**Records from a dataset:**
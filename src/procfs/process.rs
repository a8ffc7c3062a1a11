//! Per-process statistics from `/proc/<pid>/stat`, `/proc/<pid>/io` and `/proc/<pid>/cmdline`.
//!
//! `stat` is a single line of at least 52 whitespace-separated fields. The
//! process name in field 1 is wrapped in parentheses and may itself contain
//! spaces, so it is located by the first `(` and the last `)` of the line
//! before the remaining fields are split.
//!
//! ```text
//! 4602 (ibazel) S 3260 4602 3260 34818 4602 1077936128 1799 174589 55 68 8 23 ...
//! ```
//!
//! CPU times are reported in kernel ticks and RSS in pages; both are converted
//! on parse so a [`ProcessStats`] always holds nanoseconds and bytes.

use std::collections::HashMap;
use std::io::BufRead;
use std::path::Path;
use std::sync::LazyLock;

use serde::Serialize;

use super::parser::{self, KeyValueStat};
use super::{Error, Result};
use crate::fsutil;

/// Minimum number of fields in `/proc/<pid>/stat`.
const STAT_NUM_FIELDS: usize = 52;

const STAT_PID_FIELD: usize = 0;
const STAT_PROCESS_NAME_FIELD: usize = 1;
const STAT_MINOR_FAULTS_FIELD: usize = 9;
const STAT_MAJOR_FAULTS_FIELD: usize = 11;
const STAT_UTIME_FIELD: usize = 13;
const STAT_KTIME_FIELD: usize = 14;
const STAT_NUM_THREADS_FIELD: usize = 19;
const STAT_START_TIME_FIELD: usize = 21;
const STAT_VSIZE_FIELD: usize = 22;
const STAT_RSS_FIELD: usize = 23;

/// Resource usage of a single process at one point in time.
#[derive(Debug, Clone, PartialEq, Eq, Default, Serialize)]
pub struct ProcessStats {
    /// Process id as reported by the kernel.
    pub pid: u32,
    /// Command name without the enclosing parentheses.
    pub process_name: String,
    /// Minor page faults.
    pub minor_faults: u64,
    /// Major page faults.
    pub major_faults: u64,
    /// Time spent in user mode, in nanoseconds.
    pub utime_ns: u64,
    /// Time spent in kernel mode, in nanoseconds.
    pub ktime_ns: u64,
    /// Number of threads.
    pub num_threads: u64,
    /// Virtual memory size in bytes.
    pub vsize_bytes: u64,
    /// Resident set size in bytes.
    pub rss_bytes: u64,
    /// Bytes read via read-like syscalls, from `io`.
    pub rchar_bytes: u64,
    /// Bytes written via write-like syscalls, from `io`.
    pub wchar_bytes: u64,
    /// Bytes fetched from the storage layer, from `io`.
    pub read_bytes: u64,
    /// Bytes sent to the storage layer, from `io`.
    pub write_bytes: u64,
}

impl ProcessStats {
    /// Parses the single line of a `/proc/<pid>/stat` file.
    ///
    /// # Arguments
    ///
    /// * `buf` - Buffered reader over the `stat` content.
    /// * `origin` - Path the content was read from, used in error messages.
    /// * `ns_per_kernel_tick` - Nanoseconds per kernel tick, applied to utime and ktime.
    /// * `bytes_per_page` - Page size in bytes, applied to RSS.
    ///
    /// # Errors
    ///
    /// - [`Error::Empty`] if there is no line to read.
    /// - [`Error::TooFewFields`] if the line holds fewer than 52 fields.
    /// - [`Error::InvalidProcessName`] if the name field is not a non-empty parenthesized name.
    /// - [`Error::InvalidValue`] if any numeric field fails to parse.
    /// - [`Error::Overflow`] if a converted time or size does not fit in a `u64`.
    ///
    /// Nothing is returned unless every field parsed.
    pub fn from_stat_reader<R: BufRead>(
        buf: &mut R,
        origin: &Path,
        ns_per_kernel_tick: u64,
        bytes_per_page: u64,
    ) -> Result<Self> {
        let line = parser::read_first_line(buf, origin)?;
        let fields = split_stat_fields(&line);
        parser::ensure_min_fields(&fields, STAT_NUM_FIELDS, origin)?;

        let pid = fields[STAT_PID_FIELD]
            .parse::<u32>()
            .map_err(|source| Error::InvalidValue {
                path: origin.to_path_buf(),
                field: "pid",
                value: fields[STAT_PID_FIELD].to_string(),
                source,
            })?;

        let name_field = fields[STAT_PROCESS_NAME_FIELD];
        let process_name = strip_parentheses(name_field).ok_or_else(|| {
            Error::InvalidProcessName {
                path: origin.to_path_buf(),
                field: name_field.to_string(),
            }
        })?;

        let utime_ticks = parser::parse_field(&fields, STAT_UTIME_FIELD, "utime", origin)?;
        let ktime_ticks = parser::parse_field(&fields, STAT_KTIME_FIELD, "stime", origin)?;
        let rss_pages = parser::parse_field(&fields, STAT_RSS_FIELD, "rss", origin)?;

        Ok(Self {
            pid,
            process_name: process_name.to_string(),
            minor_faults: parser::parse_field(&fields, STAT_MINOR_FAULTS_FIELD, "minflt", origin)?,
            major_faults: parser::parse_field(&fields, STAT_MAJOR_FAULTS_FIELD, "majflt", origin)?,
            utime_ns: parser::scale(utime_ticks, ns_per_kernel_tick, "utime", origin)?,
            ktime_ns: parser::scale(ktime_ticks, ns_per_kernel_tick, "stime", origin)?,
            num_threads: parser::parse_field(
                &fields,
                STAT_NUM_THREADS_FIELD,
                "num_threads",
                origin,
            )?,
            vsize_bytes: parser::parse_field(&fields, STAT_VSIZE_FIELD, "vsize", origin)?,
            rss_bytes: parser::scale(rss_pages, bytes_per_page, "rss", origin)?,
            ..Self::default()
        })
    }

    fn set_rchar_bytes(&mut self, v: u64) {
        self.rchar_bytes = v;
    }

    fn set_wchar_bytes(&mut self, v: u64) {
        self.wchar_bytes = v;
    }

    fn set_read_bytes(&mut self, v: u64) {
        self.read_bytes = v;
    }

    fn set_write_bytes(&mut self, v: u64) {
        self.write_bytes = v;
    }
}

type Setter = fn(&mut ProcessStats, u64);

static IO_SETTERS: LazyLock<HashMap<&'static str, Setter>> = LazyLock::new(|| {
    let mut m: HashMap<&'static str, Setter> = HashMap::with_capacity(4);

    m.insert("rchar:", ProcessStats::set_rchar_bytes);
    m.insert("wchar:", ProcessStats::set_wchar_bytes);
    m.insert("read_bytes:", ProcessStats::set_read_bytes);
    m.insert("write_bytes:", ProcessStats::set_write_bytes);

    m
});

/// `/proc/<pid>/io` reports plain byte counts.
impl KeyValueStat for ProcessStats {
    const VALUE_MULTIPLIER: u64 = 1;

    fn field_handlers() -> &'static HashMap<&'static str, fn(&mut Self, u64)> {
        &IO_SETTERS
    }
}

/// Splits a `stat` line into fields, keeping a parenthesized name as one field.
///
/// Falls back to plain whitespace splitting when the line has no `(...)` pair,
/// which then fails the name check downstream.
fn split_stat_fields(line: &str) -> Vec<&str> {
    match (line.find('('), line.rfind(')')) {
        (Some(open), Some(close)) if open < close => {
            let mut fields = Vec::with_capacity(STAT_NUM_FIELDS);
            fields.extend(line[..open].split_whitespace());
            fields.push(&line[open..=close]);
            fields.extend(line[close + 1..].split_whitespace());
            fields
        }
        _ => line.split_whitespace().collect(),
    }
}

/// Returns the name inside `(name)`, or `None` for `()` or an unwrapped field.
fn strip_parentheses(field: &str) -> Option<&str> {
    if field.len() <= 2 {
        return None;
    }
    field.strip_prefix('(')?.strip_suffix(')')
}

/// Reads the start time field (in kernel ticks since boot) from `stat` content.
pub(super) fn start_time_ticks_from_reader<R: BufRead>(buf: &mut R, origin: &Path) -> Result<u64> {
    let line = parser::read_first_line(buf, origin)?;
    let fields = split_stat_fields(&line);
    parser::ensure_min_fields(&fields, STAT_NUM_FIELDS, origin)?;
    parser::parse_field(&fields, STAT_START_TIME_FIELD, "starttime", origin)
}

/// Returns the start time in kernel ticks of the process rooted at `proc_pid_path`
/// (e.g. `/proc/42`).
///
/// This is a best-effort accessor for liveness checks: any failure, including a
/// process that already exited, yields `0` instead of an error.
pub fn start_time_ticks(proc_pid_path: impl AsRef<Path>) -> u64 {
    let path = proc_pid_path.as_ref().join("stat");
    let ticks = fsutil::open_file_reader(&path)
        .map_err(Error::from)
        .and_then(|mut buf| start_time_ticks_from_reader(&mut buf, &path));
    match ticks {
        Ok(ticks) => ticks,
        Err(err) => {
            log::debug!("falling back to zero start time: {err}");
            0
        }
    }
}

/// Turns a raw `cmdline` blob into a space separated command line.
///
/// Newlines are dropped, a single trailing NUL is removed and every remaining
/// NUL becomes a space, since processes separate their arguments with either.
pub fn cmdline_from_bytes(raw: &[u8]) -> String {
    let mut cmdline: Vec<u8> = raw.iter().copied().filter(|&b| b != b'\n').collect();
    if cmdline.last() == Some(&0) {
        cmdline.pop();
    }
    for b in cmdline.iter_mut().filter(|b| **b == 0) {
        *b = b' ';
    }
    String::from_utf8_lossy(&cmdline).into_owned()
}

#[cfg(test)]
mod tests {
    use super::*;
    use crate::procfs::ErrorKind;

    const NS_PER_TICK: u64 = 10_000_000;
    const PAGE_SIZE: u64 = 4096;

    // Taken from a live system, trailing fields included.
    const STAT_LINE: &str = "4602 (ibazel) S 3260 4602 3260 34818 4602 1077936128 1799 174589 \
55 68 8 23 106 72 20 0 13 0 14329 114384896 2577 18446744073709551615 \
4194304 7917379 140730842479232 0 0 0 1006254592 0 2143420159 0 0 0 17 \
3 0 0 3 0 0 12193792 12432192 34951168 140730842488151 140730842488200 \
140730842488200 140730842492896 0\n";

    fn origin() -> &'static Path {
        Path::new("/proc/4602/stat")
    }

    fn parse(line: &str) -> Result<ProcessStats> {
        ProcessStats::from_stat_reader(&mut line.as_bytes(), origin(), NS_PER_TICK, PAGE_SIZE)
    }

    #[test]
    fn test_parse_complete_stat() {
        let stats = parse(STAT_LINE).unwrap();
        assert_eq!(stats.pid, 4602);
        assert_eq!(stats.process_name, "ibazel");
        assert_eq!(stats.minor_faults, 1799);
        assert_eq!(stats.major_faults, 55);
        assert_eq!(stats.utime_ns, 8 * NS_PER_TICK);
        assert_eq!(stats.ktime_ns, 23 * NS_PER_TICK);
        assert_eq!(stats.num_threads, 13);
        assert_eq!(stats.vsize_bytes, 114_384_896);
        assert_eq!(stats.rss_bytes, 2577 * PAGE_SIZE);
        assert_eq!(stats.rchar_bytes, 0);
    }

    #[test]
    fn test_process_name_with_spaces() {
        let line = STAT_LINE.replace("(ibazel)", "(foo bar)");
        let stats = parse(&line).unwrap();
        assert_eq!(stats.process_name, "foo bar");
        assert_eq!(stats.num_threads, 13);
        assert_eq!(stats.rss_bytes, 2577 * PAGE_SIZE);
    }

    #[test]
    fn test_process_name_with_parentheses() {
        let line = STAT_LINE.replace("(ibazel)", "(a) b)");
        let stats = parse(&line).unwrap();
        assert_eq!(stats.process_name, "a) b");
        assert_eq!(stats.utime_ns, 8 * NS_PER_TICK);
    }

    #[test]
    fn test_empty_process_name() {
        let line = STAT_LINE.replace("(ibazel)", "()");
        let err = parse(&line).unwrap_err();
        assert_eq!(err.kind(), ErrorKind::Internal);
        match err {
            Error::InvalidProcessName { field, .. } => assert_eq!(field, "()"),
            _ => panic!("Expected InvalidProcessName error"),
        }
    }

    #[test]
    fn test_unwrapped_process_name() {
        let line = STAT_LINE.replace("(ibazel)", "ibazel");
        let err = parse(&line).unwrap_err();
        assert!(matches!(err, Error::InvalidProcessName { .. }));
    }

    #[test]
    fn test_too_few_fields() {
        let err = parse("4602 (ibazel) S 3260 4602\n").unwrap_err();
        assert_eq!(err.kind(), ErrorKind::Internal);
        match err {
            Error::TooFewFields {
                expected, found, ..
            } => {
                assert_eq!(expected, STAT_NUM_FIELDS);
                assert_eq!(found, 5);
            }
            _ => panic!("Expected TooFewFields error"),
        }
    }

    #[test]
    fn test_invalid_number_fails_whole_record() {
        let line = STAT_LINE.replace(" 114384896 ", " 11438x896 ");
        let err = parse(&line).unwrap_err();
        assert_eq!(err.kind(), ErrorKind::Internal);
        match err {
            Error::InvalidValue { field, value, .. } => {
                assert_eq!(field, "vsize");
                assert_eq!(value, "11438x896");
            }
            _ => panic!("Expected InvalidValue error"),
        }
    }

    #[test]
    fn test_converted_value_out_of_range() {
        let line = STAT_LINE.replace(" 2577 ", " 9223372036854775807 ");
        let err = parse(&line).unwrap_err();
        assert_eq!(err.kind(), ErrorKind::Internal);
        match err {
            Error::Overflow { field, path } => {
                assert_eq!(field, "rss");
                assert_eq!(path, origin());
            }
            _ => panic!("Expected Overflow error"),
        }

        let line = STAT_LINE.replace(" 8 23 ", " 18446744073709551615 23 ");
        let err = parse(&line).unwrap_err();
        assert!(matches!(err, Error::Overflow { field: "utime", .. }));
    }

    #[test]
    fn test_empty_stat() {
        let err = parse("").unwrap_err();
        assert!(matches!(err, Error::Empty { .. }));
    }

    #[test]
    fn test_parse_io() {
        let data = "\
rchar: 5405203
wchar: 1239158
syscr: 10608
syscw: 3141
read_bytes: 17838080
write_bytes: 634880
cancelled_write_bytes: 192512
";
        let mut stats = ProcessStats::default();
        stats
            .read_key_values(&mut data.as_bytes(), Path::new("/proc/1/io"))
            .unwrap();
        assert_eq!(stats.rchar_bytes, 5_405_203);
        assert_eq!(stats.wchar_bytes, 1_239_158);
        assert_eq!(stats.read_bytes, 17_838_080);
        assert_eq!(stats.write_bytes, 634_880);
        assert_eq!(stats.utime_ns, 0);
    }

    #[test]
    fn test_start_time_ticks_from_reader() {
        let ticks = start_time_ticks_from_reader(&mut STAT_LINE.as_bytes(), origin()).unwrap();
        assert_eq!(ticks, 14329);
    }

    #[test]
    fn test_start_time_ticks_missing_process() {
        assert_eq!(start_time_ticks("/definitely/does/not/exist/42"), 0);
    }

    #[test]
    fn test_start_time_ticks_short_file() {
        let dir = tempfile::tempdir().unwrap();
        std::fs::write(dir.path().join("stat"), "4602 (ibazel) S 3260\n").unwrap();
        assert_eq!(start_time_ticks(dir.path()), 0);

        std::fs::write(dir.path().join("stat"), STAT_LINE).unwrap();
        assert_eq!(start_time_ticks(dir.path()), 14329);
    }

    #[test]
    fn test_cmdline_null_separated() {
        let raw = b"/usr/lib/at-spi2-core/at-spi2-registryd\0--use-gnome-session\0";
        assert_eq!(
            cmdline_from_bytes(raw),
            "/usr/lib/at-spi2-core/at-spi2-registryd --use-gnome-session"
        );
    }

    #[test]
    fn test_cmdline_space_separated() {
        let raw = b"nginx: worker process\0";
        assert_eq!(cmdline_from_bytes(raw), "nginx: worker process");
    }

    #[test]
    fn test_cmdline_only_one_trailing_null_is_stripped() {
        assert_eq!(cmdline_from_bytes(b"a\0b\0\0"), "a b ");
        assert_eq!(cmdline_from_bytes(b"a\nb\n"), "ab");
        assert_eq!(cmdline_from_bytes(b""), "");
    }
}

**What this task involves:** Exactly as written, please reproduce the lines from the first line of the data to the line containing "use std::io::BufRead;", inclusive, and nothing else.

**Answer to this exercise:**
filename src/procfs/process.rs
repository a8ffc7c3062a1a11
//! Per-process statistics from `/proc/<pid>/stat`, `/proc/<pid>/io` and `/proc/<pid>/cmdline`.
//!
//! `stat` is a single line of at least 52 whitespace-separated fields. The
//! process name in field 1 is wrapped in parentheses and may itself contain
//! spaces, so it is located by the first `(` and the last `)` of the line
//! before the remaining fields are split.
//!
//! ```text
//! 4602 (ibazel) S 3260 4602 3260 34818 4602 1077936128 1799 174589 55 68 8 23 ...
//! ```
//!
//! CPU times are reported in kernel ticks and RSS in pages; both are converted
//! on parse so a [`ProcessStats`] always holds nanoseconds and bytes.

use std::collections::HashMap;
use std::io::BufRead;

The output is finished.